Give the count of lines in the data that include the string "merged", with no added remarks.

Collected data entries
--------------------------------------------------

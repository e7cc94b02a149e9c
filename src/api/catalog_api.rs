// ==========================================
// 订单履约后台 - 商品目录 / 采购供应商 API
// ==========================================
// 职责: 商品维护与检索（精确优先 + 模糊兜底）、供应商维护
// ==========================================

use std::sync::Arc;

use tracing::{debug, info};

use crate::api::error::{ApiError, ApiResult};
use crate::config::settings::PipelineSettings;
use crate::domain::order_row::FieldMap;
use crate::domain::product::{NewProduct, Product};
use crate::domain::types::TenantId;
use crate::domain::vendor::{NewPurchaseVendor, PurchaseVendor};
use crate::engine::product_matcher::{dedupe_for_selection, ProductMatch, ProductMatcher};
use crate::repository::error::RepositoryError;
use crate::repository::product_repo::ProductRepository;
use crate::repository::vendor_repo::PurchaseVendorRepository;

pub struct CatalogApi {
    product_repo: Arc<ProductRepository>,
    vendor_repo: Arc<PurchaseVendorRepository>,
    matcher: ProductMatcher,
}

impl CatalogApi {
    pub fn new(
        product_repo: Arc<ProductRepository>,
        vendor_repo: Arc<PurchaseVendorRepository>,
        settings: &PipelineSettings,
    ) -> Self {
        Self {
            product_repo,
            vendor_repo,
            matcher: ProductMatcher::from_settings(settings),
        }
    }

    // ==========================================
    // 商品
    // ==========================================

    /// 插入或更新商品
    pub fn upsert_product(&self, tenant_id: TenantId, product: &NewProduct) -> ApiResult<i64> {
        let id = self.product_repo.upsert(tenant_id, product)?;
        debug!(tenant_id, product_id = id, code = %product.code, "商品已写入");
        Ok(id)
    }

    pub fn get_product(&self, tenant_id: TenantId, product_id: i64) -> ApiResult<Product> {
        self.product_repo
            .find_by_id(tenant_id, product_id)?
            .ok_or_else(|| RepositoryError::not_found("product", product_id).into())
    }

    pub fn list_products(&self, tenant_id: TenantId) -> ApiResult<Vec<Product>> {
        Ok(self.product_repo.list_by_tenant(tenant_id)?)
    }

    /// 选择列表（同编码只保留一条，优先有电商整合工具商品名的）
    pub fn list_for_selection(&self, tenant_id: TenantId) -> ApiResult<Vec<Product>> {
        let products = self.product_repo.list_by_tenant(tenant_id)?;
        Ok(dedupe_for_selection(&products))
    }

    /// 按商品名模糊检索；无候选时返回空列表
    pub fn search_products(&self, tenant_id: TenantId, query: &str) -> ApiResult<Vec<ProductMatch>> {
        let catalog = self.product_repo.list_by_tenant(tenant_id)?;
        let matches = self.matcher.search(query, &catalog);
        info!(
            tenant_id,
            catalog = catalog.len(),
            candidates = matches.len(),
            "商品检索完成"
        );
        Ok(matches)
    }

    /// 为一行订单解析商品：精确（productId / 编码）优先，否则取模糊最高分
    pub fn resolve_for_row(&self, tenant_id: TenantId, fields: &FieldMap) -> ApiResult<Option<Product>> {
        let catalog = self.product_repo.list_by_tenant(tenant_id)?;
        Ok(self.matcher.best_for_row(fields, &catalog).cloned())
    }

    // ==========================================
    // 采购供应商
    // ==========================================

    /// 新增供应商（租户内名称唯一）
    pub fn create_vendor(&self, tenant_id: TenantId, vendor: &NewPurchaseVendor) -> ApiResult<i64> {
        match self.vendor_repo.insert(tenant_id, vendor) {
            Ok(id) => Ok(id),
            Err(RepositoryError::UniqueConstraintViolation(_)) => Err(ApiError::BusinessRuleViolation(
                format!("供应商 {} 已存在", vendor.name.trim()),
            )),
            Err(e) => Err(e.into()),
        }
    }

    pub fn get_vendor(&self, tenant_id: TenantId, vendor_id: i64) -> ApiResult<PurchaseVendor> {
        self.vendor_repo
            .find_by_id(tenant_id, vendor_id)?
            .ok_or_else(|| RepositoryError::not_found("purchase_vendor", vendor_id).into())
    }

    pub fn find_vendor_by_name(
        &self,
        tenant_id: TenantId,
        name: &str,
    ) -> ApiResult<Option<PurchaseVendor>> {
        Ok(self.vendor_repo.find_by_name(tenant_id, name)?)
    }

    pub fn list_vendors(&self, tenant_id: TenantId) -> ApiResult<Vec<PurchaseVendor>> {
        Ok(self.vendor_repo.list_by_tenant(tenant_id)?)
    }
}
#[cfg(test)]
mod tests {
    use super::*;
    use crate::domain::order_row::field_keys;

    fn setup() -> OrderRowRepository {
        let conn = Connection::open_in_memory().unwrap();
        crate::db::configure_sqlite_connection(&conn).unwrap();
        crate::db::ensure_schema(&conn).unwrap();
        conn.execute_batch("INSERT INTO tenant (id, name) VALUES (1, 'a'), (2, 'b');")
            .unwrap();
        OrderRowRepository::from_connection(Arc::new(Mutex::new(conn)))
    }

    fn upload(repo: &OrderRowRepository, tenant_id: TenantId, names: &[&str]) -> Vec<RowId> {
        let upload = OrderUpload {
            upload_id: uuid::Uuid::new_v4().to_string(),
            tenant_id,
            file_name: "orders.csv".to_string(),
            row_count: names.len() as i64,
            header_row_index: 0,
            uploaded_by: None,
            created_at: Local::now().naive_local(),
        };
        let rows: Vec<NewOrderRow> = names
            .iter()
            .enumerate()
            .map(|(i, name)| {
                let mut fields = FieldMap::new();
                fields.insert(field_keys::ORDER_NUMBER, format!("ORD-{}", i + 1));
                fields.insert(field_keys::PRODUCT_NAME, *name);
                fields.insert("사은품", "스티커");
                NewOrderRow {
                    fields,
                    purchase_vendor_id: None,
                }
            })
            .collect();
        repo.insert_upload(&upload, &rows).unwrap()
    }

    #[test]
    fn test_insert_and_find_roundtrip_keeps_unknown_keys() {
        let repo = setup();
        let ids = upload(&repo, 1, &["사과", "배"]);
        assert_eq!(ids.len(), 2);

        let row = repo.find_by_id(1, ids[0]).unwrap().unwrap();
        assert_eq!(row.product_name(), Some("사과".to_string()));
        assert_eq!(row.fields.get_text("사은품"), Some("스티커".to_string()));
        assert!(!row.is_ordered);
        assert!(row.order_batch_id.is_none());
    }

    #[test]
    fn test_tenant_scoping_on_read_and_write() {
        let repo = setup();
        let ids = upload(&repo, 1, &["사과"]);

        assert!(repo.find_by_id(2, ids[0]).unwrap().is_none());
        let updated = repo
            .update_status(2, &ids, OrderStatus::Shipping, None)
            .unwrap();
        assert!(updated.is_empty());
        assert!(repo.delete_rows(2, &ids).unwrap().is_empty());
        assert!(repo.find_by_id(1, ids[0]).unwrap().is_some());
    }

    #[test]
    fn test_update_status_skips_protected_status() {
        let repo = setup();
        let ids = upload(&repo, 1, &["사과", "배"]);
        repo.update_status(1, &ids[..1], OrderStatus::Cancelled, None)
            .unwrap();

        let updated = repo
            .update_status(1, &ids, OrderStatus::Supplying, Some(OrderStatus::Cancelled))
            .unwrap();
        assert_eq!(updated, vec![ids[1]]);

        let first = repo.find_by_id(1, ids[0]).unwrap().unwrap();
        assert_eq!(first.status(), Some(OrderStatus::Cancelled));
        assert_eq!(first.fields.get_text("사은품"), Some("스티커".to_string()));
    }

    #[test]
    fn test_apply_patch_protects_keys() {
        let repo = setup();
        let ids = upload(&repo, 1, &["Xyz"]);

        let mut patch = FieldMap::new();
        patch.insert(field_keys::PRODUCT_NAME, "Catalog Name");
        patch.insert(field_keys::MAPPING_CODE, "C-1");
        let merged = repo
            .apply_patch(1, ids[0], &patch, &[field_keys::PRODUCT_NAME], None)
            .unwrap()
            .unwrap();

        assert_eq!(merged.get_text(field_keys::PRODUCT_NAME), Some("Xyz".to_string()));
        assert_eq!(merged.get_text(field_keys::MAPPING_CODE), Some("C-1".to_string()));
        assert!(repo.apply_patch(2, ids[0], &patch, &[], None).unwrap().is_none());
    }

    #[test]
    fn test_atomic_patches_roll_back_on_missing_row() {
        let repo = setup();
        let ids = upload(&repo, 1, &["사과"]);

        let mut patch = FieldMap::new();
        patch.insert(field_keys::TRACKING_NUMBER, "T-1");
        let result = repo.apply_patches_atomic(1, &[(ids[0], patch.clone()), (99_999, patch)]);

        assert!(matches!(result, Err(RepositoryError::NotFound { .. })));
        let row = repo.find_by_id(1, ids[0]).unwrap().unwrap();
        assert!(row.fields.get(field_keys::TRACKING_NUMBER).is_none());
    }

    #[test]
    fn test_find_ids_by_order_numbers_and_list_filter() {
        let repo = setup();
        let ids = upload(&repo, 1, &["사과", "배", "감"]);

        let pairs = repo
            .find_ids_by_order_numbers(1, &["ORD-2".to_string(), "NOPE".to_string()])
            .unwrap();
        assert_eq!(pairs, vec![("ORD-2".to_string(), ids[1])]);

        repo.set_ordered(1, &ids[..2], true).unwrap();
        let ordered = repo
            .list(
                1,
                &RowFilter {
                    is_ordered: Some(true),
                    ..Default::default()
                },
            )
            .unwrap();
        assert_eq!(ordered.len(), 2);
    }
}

--------------------------------------------------

__Answer area__. 3